Work required:
Find every line of the data below that has "delivered" in it. Reply with the number only.

The data:

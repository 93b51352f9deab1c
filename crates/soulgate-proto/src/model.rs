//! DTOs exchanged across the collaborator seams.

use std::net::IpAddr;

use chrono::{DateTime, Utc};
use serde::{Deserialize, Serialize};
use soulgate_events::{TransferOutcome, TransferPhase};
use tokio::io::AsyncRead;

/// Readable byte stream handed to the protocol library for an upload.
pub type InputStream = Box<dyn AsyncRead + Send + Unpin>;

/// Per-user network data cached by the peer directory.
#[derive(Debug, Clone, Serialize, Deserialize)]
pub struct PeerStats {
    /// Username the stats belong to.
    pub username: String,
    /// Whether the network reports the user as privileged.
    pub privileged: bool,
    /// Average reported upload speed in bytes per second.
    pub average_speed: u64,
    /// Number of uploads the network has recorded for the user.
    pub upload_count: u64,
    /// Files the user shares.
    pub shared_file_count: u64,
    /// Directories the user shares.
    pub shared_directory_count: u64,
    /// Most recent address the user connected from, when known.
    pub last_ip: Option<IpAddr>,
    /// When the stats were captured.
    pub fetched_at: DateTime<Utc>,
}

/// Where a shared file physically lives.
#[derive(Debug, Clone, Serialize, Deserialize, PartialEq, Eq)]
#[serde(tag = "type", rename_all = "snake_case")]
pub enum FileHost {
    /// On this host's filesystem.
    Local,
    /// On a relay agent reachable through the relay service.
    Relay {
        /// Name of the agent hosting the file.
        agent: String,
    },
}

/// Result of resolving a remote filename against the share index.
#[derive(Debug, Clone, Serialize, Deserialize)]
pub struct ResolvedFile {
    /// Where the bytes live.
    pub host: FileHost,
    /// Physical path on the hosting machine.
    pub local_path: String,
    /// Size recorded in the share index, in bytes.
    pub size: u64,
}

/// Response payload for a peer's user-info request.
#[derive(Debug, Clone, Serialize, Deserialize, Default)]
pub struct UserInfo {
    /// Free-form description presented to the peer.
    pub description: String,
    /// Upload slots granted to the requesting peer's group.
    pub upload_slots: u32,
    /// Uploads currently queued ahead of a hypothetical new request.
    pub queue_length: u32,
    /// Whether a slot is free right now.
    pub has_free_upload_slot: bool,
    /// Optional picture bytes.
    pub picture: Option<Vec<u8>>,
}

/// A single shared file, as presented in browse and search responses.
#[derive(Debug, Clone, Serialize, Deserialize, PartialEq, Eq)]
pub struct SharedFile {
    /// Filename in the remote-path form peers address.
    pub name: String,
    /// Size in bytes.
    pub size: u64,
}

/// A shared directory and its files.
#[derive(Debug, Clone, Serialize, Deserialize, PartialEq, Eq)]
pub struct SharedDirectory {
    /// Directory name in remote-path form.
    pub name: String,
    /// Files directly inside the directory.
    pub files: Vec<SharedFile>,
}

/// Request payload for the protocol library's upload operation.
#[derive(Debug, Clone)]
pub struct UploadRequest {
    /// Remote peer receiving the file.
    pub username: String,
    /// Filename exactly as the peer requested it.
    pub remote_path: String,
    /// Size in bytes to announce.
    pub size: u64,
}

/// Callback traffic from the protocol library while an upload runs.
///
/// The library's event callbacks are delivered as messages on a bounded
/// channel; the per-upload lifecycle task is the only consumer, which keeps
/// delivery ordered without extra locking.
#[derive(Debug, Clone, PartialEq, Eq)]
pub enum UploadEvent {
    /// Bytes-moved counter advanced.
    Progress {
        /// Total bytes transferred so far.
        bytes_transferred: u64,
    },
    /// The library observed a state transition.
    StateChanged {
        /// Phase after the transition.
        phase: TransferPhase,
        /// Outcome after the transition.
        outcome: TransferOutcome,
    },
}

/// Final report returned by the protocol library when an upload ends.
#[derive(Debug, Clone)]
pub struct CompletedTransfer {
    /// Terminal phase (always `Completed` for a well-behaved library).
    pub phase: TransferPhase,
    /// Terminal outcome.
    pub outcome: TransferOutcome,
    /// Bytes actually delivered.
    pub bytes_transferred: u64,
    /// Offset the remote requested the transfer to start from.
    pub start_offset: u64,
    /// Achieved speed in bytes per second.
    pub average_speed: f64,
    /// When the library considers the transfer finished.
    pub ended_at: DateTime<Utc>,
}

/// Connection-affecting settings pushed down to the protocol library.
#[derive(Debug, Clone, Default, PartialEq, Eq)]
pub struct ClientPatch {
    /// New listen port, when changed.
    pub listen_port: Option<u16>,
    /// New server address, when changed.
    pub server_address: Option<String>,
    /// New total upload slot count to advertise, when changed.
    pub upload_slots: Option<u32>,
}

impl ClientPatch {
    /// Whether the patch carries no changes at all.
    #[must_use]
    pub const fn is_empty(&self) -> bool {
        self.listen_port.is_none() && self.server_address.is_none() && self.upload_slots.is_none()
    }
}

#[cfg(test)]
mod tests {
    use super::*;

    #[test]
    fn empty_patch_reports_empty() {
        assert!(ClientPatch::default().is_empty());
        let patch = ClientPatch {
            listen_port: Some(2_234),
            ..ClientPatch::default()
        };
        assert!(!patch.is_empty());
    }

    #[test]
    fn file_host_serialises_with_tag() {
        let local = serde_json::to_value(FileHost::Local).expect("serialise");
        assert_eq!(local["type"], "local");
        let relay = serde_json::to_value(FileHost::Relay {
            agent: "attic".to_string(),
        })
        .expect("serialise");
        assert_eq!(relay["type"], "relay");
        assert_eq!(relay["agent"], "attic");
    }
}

Written response:
2